» **Exercise goal**: Among the records below, find the lines with the word "context" and copy them.

» **Data records**:
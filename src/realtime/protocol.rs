//! Phoenix channel frames spoken by the backend's realtime websocket.

use std::fmt;

use serde::de::DeserializeOwned;
use serde::{Deserialize, Serialize};
use serde_json::Value;

/// Topic used for connection-level heartbeats.
pub const HEARTBEAT_TOPIC: &str = "phoenix";

/// One row-change subscription: a table, an event kind (`*` for all) and an optional row filter.
#[derive(Debug, Clone, PartialEq, Eq)]
pub struct Subscription {
    pub name: String,
    pub table: String,
    pub event: String,
    pub filter: Option<String>,
}

impl Subscription {
    /// Every change on `table`.
    #[must_use]
    pub fn all(name: impl Into<String>, table: &str) -> Self {
        Self {
            name: name.into(),
            table: table.to_string(),
            event: "*".to_string(),
            filter: None,
        }
    }

    #[must_use]
    pub fn on(mut self, event: ChangeKind) -> Self {
        self.event = event.as_str().to_string();
        self
    }

    /// Restrict to rows where `column` equals `value`.
    #[must_use]
    pub fn filter_eq(mut self, column: &str, value: impl fmt::Display) -> Self {
        self.filter = Some(format!("{column}=eq.{value}"));
        self
    }

    #[must_use]
    pub fn topic(&self) -> String {
        format!("realtime:{}", self.name)
    }
}

#[derive(Debug, Clone, Copy, PartialEq, Eq, Serialize, Deserialize)]
#[serde(rename_all = "UPPERCASE")]
pub enum ChangeKind {
    Insert,
    Update,
    Delete,
}

impl ChangeKind {
    #[must_use]
    pub const fn as_str(&self) -> &'static str {
        match self {
            Self::Insert => "INSERT",
            Self::Update => "UPDATE",
            Self::Delete => "DELETE",
        }
    }
}

/// A row-level change delivered on a joined channel.
#[derive(Debug, Clone, PartialEq)]
pub struct ChangeEvent {
    pub topic: String,
    pub table: String,
    pub kind: ChangeKind,
    pub record: Option<Value>,
    pub old_record: Option<Value>,
}

impl ChangeEvent {
    /// The new row decoded as `T`, if present and well-formed.
    #[must_use]
    pub fn record_as<T: DeserializeOwned>(&self) -> Option<T> {
        self.record
            .clone()
            .and_then(|value| serde_json::from_value(value).ok())
    }
}

#[derive(Serialize)]
struct Envelope<'a, T> {
    topic: &'a str,
    event: &'a str,
    payload: T,
    #[serde(rename = "ref")]
    reference: String,
}

#[derive(Serialize)]
struct EmptyPayload {}

#[derive(Serialize)]
struct JoinPayload<'a> {
    config: JoinConfig<'a>,
    #[serde(skip_serializing_if = "Option::is_none")]
    access_token: Option<&'a str>,
}

#[derive(Serialize)]
struct JoinConfig<'a> {
    postgres_changes: [PostgresChange<'a>; 1],
}

#[derive(Serialize)]
struct PostgresChange<'a> {
    event: &'a str,
    schema: &'a str,
    table: &'a str,
    #[serde(skip_serializing_if = "Option::is_none")]
    filter: Option<&'a str>,
}

/// # Errors
///
/// Returns an error if the frame cannot be serialized.
pub fn join_frame(
    subscription: &Subscription,
    access_token: Option<&str>,
    reference: u64,
) -> serde_json::Result<String> {
    let topic = subscription.topic();
    serde_json::to_string(&Envelope {
        topic: &topic,
        event: "phx_join",
        payload: JoinPayload {
            config: JoinConfig {
                postgres_changes: [PostgresChange {
                    event: &subscription.event,
                    schema: "public",
                    table: &subscription.table,
                    filter: subscription.filter.as_deref(),
                }],
            },
            access_token,
        },
        reference: reference.to_string(),
    })
}

/// # Errors
///
/// Returns an error if the frame cannot be serialized.
pub fn heartbeat_frame(reference: u64) -> serde_json::Result<String> {
    serde_json::to_string(&Envelope {
        topic: HEARTBEAT_TOPIC,
        event: "heartbeat",
        payload: EmptyPayload {},
        reference: reference.to_string(),
    })
}

/// # Errors
///
/// Returns an error if the frame cannot be serialized.
pub fn leave_frame(topic: &str, reference: u64) -> serde_json::Result<String> {
    serde_json::to_string(&Envelope {
        topic,
        event: "phx_leave",
        payload: EmptyPayload {},
        reference: reference.to_string(),
    })
}

/// A decoded server frame.
#[derive(Debug, Clone, PartialEq)]
pub enum Inbound {
    /// Reply to a join (or heartbeat); `ok` is false when the server refused it.
    Reply {
        topic: String,
        ok: bool,
        reason: Option<String>,
    },
    Change(ChangeEvent),
    /// The server closed or errored a channel.
    ChannelClosed { topic: String },
    Other { topic: String, event: String },
}

#[derive(Deserialize)]
struct RawFrame {
    topic: String,
    event: String,
    #[serde(default)]
    payload: Value,
}

#[derive(Deserialize)]
struct ReplyPayload {
    status: String,
    #[serde(default)]
    response: Value,
}

#[derive(Deserialize)]
struct ChangePayload {
    data: ChangeData,
}

#[derive(Deserialize)]
struct ChangeData {
    table: String,
    #[serde(rename = "type", alias = "eventType")]
    kind: ChangeKind,
    #[serde(default, alias = "new")]
    record: Option<Value>,
    #[serde(default, alias = "old")]
    old_record: Option<Value>,
}

/// # Errors
///
/// Returns an error for frames that are not valid JSON envelopes or carry a malformed
/// change payload.
pub fn parse_frame(text: &str) -> serde_json::Result<Inbound> {
    let frame: RawFrame = serde_json::from_str(text)?;
    Ok(match frame.event.as_str() {
        "phx_reply" => {
            let reply: ReplyPayload = serde_json::from_value(frame.payload)?;
            let reason = reply
                .response
                .get("reason")
                .and_then(Value::as_str)
                .map(str::to_string);
            Inbound::Reply {
                topic: frame.topic,
                ok: reply.status == "ok",
                reason,
            }
        }
        "postgres_changes" => {
            let change: ChangePayload = serde_json::from_value(frame.payload)?;
            Inbound::Change(ChangeEvent {
                topic: frame.topic,
                table: change.data.table,
                kind: change.data.kind,
                record: change.data.record.filter(|v| !v.is_null()),
                old_record: change.data.old_record.filter(|v| !v.is_null()),
            })
        }
        "phx_close" | "phx_error" => Inbound::ChannelClosed { topic: frame.topic },
        _ => Inbound::Other {
            topic: frame.topic,
            event: frame.event,
        },
    })
}
//! Mafia Nights - client for the Mafia party game
//!
//! This crate provides the client side of the game:
//! - Typed access to the hosted backend (auth, profiles, rooms, players, chat)
//! - Room and lobby synchronization by polling or by the realtime change feed
//! - Seating layout around the virtual table
//! - Join-code generation and input validation

pub mod auth;
pub mod backend;
pub mod cli;
pub mod config;
pub mod context;
pub mod dto;
pub mod entities;
pub mod error;
pub mod layout;
pub mod realtime;
pub mod services;
pub mod sync;
pub mod utils;

pub use context::AppContext;
pub use error::AppError;
use async_trait::async_trait;
use futures_util::future::try_join_all;

use super::{Feed, Reaction};
use crate::backend::{BackendClient, players, rooms};
use crate::dto::RoomSummary;
use crate::entities::tables;
use crate::error::AppError;
use crate::realtime::{ChangeEvent, Subscription};

/// Waiting rooms, newest first, each with its head count (counts fetched concurrently).
///
/// # Errors
///
/// Returns the first backend error.
pub async fn fetch_waiting_rooms(client: &BackendClient) -> Result<Vec<RoomSummary>, AppError> {
    let waiting = rooms::list_waiting(client).await?;
    let counts = try_join_all(
        waiting
            .iter()
            .map(|room| players::count_players(client, room.id)),
    )
    .await?;
    Ok(waiting
        .into_iter()
        .zip(counts)
        .map(|(room, current_players)| RoomSummary {
            room,
            current_players,
        })
        .collect())
}

/// The lobby's list of joinable rooms.
pub struct LobbyFeed {
    client: BackendClient,
}

impl LobbyFeed {
    #[must_use]
    pub const fn new(client: BackendClient) -> Self {
        Self { client }
    }
}

#[async_trait]
impl Feed for LobbyFeed {
    type State = Vec<RoomSummary>;

    fn name(&self) -> String {
        "lobby".to_string()
    }

    async fn fetch(&self) -> Result<Vec<RoomSummary>, AppError> {
        fetch_waiting_rooms(&self.client).await
    }

    fn subscriptions(&self) -> Vec<Subscription> {
        vec![
            Subscription::all("lobby:rooms", tables::ROOMS),
            Subscription::all("lobby:players", tables::PLAYERS),
        ]
    }

    fn react(&self, _state: &mut Vec<RoomSummary>, change: &ChangeEvent) -> Reaction {
        match change.table.as_str() {
            tables::ROOMS | tables::PLAYERS => Reaction::Refetch,
            _ => Reaction::Ignore,
        }
    }
}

» **Solution for this exercise**:
pub mod context;
pub use context::AppContext;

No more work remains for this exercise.